There was agreement across the conference that our publicly funded finance institutions, such as the World Bank or IMF, need urgent change. These institutions should refocus spending on the climate crisis, and give more support to developing nations, who need trillions of dollars to fund their climate transition. Essentially, reforms would allow the World Bank, and other lenders, to take more risks and lend more money. A new strategy will be developed by John Kerry and Germany by the next World Bank Group meeting in April ‘23. 

Meeting the 1.5°C pathway

Many countries felt frustrated by the lack of ambition to increase the pace of emissions cuts. Consensus to phase down the use of fossil fuels wasn’t agreed, despite support from major players, such as India, the US and the EU. This puts global warming targets at risks, as countries' plans to cut emissions are currently too weak to stay within the 1.5C limit. On a positive note, ~80 countries now support scaling down the use of all fossil fuels, an idea that was not expected to be discussed at COP. Over the next year, we can expect to see the EU and others campaign to bring more countries onboard.

Scaling carbon markets

One of the main topics for this year’s COP, was to establish the rulebook for the carbon markets (Article 6), introduced in the Paris Agreement. In essence, these rules will allow nations to work together to meet their emissions commitments, governing how carbon credits can be transferred from one country to another country, company or individual.

Some progress was made, with countries agreeing how to report on trades, and rules allowing corporates to buy credits from governments. However, some important decisions were pushed out to COP28, such as defining ‘carbon removals’, and whether credits that avoid emissions should be included in the compliance markets. Countries will also be allowed to keep their purchases confidential, which reduces the transparency of the market.One notable announcement that will have an impact on the Voluntary Carbon Markets (VCM) is the Africa Carbon Markets Initiative (ACMI). This is the latest initiative that aims to scale the VCM, this time with a focus on Africa. It’s estimated that Africa currently generates only ~2% of its maximum annual potential of carbon credits. There is enormous potential for the creation of a wide range of carbon reduction and removal projects in Africa, however so far the number of African carbon projects lags behind other continents such as South America and Asia. Whilst it’s great to see another initiative that aims to scale the carbon markets, it’s important that this is not done at the expense of quality. It is imperative that this new initiative ensures that only those that can prove criteria such as additionality and permanence are allowed to issue credits.

Alignment on Net Zero and reporting standards

The UN’s standards body, ISO, launched their new net-zero guidelines during COP27. These guidelines provide a single definition of net-zero, and help companies make accurate sustainability claims. This will hopefully give companies a common language to talk about sustainability, and help tackle corporate “greenwashing”. Importantly, it gives guidance on how companies should use carbon removals to meet net-zero (companies must balance their residual emissions with “high quality” carbon removals).

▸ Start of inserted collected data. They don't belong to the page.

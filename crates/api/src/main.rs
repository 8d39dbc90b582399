use tracing::info;

use wareflow_api::app::{build_app, services};
use wareflow_api::config::Config;
use wareflow_infra::{Consumer, RedisStreamsTransport};

#[tokio::main]
async fn main() -> anyhow::Result<()> {
    wareflow_api::telemetry::init();

    let config = Config::from_env();

    let (app_services, engine) = match &config.database_url {
        Some(url) => {
            let pool = sqlx::postgres::PgPoolOptions::new()
                .max_connections(8)
                .connect(url)
                .await?;
            wareflow_infra::store::ensure_schema(&pool).await?;
            info!("connected to postgres");
            services::build_postgres(pool, config.cache_capacity)
        }
        None => services::build_in_memory(config.cache_capacity),
    };

    let consumer = match &config.redis_url {
        Some(url) => {
            let transport = RedisStreamsTransport::new(
                url,
                config.stream_key.clone(),
                config.consumer_group.clone(),
                config.consumer_name.clone(),
                config.block_ms,
            )?;
            info!(
                stream_key = %config.stream_key,
                group = %config.consumer_group,
                consumer = %config.consumer_name,
                "starting event consumer"
            );
            Some(Consumer::new(transport, engine, tokio::runtime::Handle::current()).spawn())
        }
        None => None,
    };

    let app = build_app(app_services);

    let listener = tokio::net::TcpListener::bind(&config.bind_addr).await?;
    info!("listening on {}", listener.local_addr()?);

    axum::serve(listener, app).await?;

    if let Some(handle) = consumer {
        handle.stop();
        handle.join();
    }

    Ok(())
}
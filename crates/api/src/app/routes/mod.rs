use axum::Router;

pub mod movements;
pub mod system;
pub mod warehouses;

/// Router for the `/api` query surface.
pub fn router() -> Router {
    Router::new()
        .merge(movements::router())
        .merge(warehouses::router())
}
//! `wareflow-core` — domain foundation building blocks.
//!
//! This crate contains **pure domain** primitives (no infrastructure concerns).

pub mod error;
pub mod id;

pub use error::{DomainError, DomainResult};
pub use id::{MovementId, ProductId, WarehouseId};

The CDP, a public platform used by ~18,000 companies to report on their environmental impact, announced that it will use the International Sustainability Standards Board’s (ISSB) new standard for sustainability reporting. This will help streamline companies’ sustainability reporting, and improve the quality and quantity of sustainability data available to investors, helping them make more informed investment decisions. The ISSB’s new standards will be released before the end of the year, and importantly asks companies to report on their Scope 3 emissions.

What has COP27 taught us? 

Despite being called the “climate implementation summit”, there was little evidence of the rapid progress we need to limit global warming to 1.5C. As we heard from multiple speakers at COP27, climate change is the biggest threat facing humanity, and an issue that has never been tackled before. Simply put, we are not decarbonising quickly enough. To solve this problem, we need to increase the pace of innovation and action. Leaders on all sides of the table, from both the public and private sector, need to come together to make bold interventions. Importantly, we need to do this fast! It’s clear that the private sector needs to step up, take charge, and accelerate the pace of climate action.